Work task >> The result should be every line in the material below containing the string "contains".

━━━━━━━━━━

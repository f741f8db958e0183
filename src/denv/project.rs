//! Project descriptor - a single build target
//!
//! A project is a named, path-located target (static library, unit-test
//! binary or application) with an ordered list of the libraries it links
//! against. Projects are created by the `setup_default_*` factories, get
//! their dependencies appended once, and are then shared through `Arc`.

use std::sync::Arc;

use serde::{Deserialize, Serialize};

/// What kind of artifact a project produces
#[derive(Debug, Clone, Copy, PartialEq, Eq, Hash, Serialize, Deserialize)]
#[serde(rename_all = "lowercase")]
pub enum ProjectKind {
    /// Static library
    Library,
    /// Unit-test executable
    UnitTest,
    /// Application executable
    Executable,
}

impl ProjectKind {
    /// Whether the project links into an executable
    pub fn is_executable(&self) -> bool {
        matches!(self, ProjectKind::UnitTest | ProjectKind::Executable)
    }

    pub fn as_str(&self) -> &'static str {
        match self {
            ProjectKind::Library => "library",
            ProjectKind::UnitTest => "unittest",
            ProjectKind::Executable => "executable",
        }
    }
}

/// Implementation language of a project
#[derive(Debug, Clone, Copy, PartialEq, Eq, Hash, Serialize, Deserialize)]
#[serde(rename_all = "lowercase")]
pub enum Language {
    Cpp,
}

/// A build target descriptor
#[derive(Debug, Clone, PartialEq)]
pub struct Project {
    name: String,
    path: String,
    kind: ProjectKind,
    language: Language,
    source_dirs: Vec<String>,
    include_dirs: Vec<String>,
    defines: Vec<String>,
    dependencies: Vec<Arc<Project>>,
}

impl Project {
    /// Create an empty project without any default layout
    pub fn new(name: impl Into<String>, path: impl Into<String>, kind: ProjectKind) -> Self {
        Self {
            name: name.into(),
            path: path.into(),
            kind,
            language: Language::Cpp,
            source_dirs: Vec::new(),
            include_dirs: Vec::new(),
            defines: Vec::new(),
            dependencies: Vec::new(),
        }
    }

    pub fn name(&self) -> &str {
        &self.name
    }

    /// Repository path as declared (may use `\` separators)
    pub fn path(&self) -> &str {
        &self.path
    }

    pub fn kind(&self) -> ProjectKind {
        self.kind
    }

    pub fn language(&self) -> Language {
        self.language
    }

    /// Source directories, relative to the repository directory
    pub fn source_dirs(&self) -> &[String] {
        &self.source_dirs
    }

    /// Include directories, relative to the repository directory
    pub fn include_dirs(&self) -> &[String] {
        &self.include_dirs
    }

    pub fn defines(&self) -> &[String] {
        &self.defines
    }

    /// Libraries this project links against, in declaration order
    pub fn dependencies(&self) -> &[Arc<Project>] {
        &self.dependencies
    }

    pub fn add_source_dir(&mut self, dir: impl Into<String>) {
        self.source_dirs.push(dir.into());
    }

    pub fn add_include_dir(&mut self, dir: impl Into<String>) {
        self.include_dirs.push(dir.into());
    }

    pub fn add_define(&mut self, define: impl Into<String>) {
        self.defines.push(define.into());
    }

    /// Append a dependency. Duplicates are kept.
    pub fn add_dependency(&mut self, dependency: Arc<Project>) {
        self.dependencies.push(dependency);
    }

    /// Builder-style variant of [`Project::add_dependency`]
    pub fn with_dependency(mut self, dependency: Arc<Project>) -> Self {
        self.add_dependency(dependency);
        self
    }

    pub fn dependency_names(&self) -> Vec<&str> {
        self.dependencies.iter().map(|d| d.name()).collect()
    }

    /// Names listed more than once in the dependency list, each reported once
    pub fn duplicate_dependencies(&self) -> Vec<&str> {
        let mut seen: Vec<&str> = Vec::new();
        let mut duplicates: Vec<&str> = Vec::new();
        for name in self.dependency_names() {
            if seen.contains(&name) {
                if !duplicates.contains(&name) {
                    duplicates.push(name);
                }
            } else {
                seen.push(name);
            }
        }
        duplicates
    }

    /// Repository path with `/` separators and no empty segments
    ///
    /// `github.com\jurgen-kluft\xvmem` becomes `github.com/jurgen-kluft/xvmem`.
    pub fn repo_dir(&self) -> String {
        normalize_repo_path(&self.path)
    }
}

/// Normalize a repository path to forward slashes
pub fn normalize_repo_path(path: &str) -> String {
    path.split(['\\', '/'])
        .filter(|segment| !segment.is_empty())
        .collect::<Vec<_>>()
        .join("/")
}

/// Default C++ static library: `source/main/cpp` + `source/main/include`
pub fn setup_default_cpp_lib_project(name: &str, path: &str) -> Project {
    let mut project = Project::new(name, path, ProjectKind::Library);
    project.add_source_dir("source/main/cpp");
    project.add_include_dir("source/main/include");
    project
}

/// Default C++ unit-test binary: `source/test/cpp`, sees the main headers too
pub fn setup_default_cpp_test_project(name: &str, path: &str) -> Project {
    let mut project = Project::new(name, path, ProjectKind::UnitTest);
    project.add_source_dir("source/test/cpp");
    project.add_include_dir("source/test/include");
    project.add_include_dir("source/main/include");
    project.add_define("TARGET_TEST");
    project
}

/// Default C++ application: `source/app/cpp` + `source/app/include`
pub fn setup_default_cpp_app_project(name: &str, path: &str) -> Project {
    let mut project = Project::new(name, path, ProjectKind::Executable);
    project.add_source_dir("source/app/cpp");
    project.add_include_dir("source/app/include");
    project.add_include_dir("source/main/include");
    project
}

━━━━━━━━━━

Task output >>
            if seen.contains(&name) {
                if !duplicates.contains(&name) {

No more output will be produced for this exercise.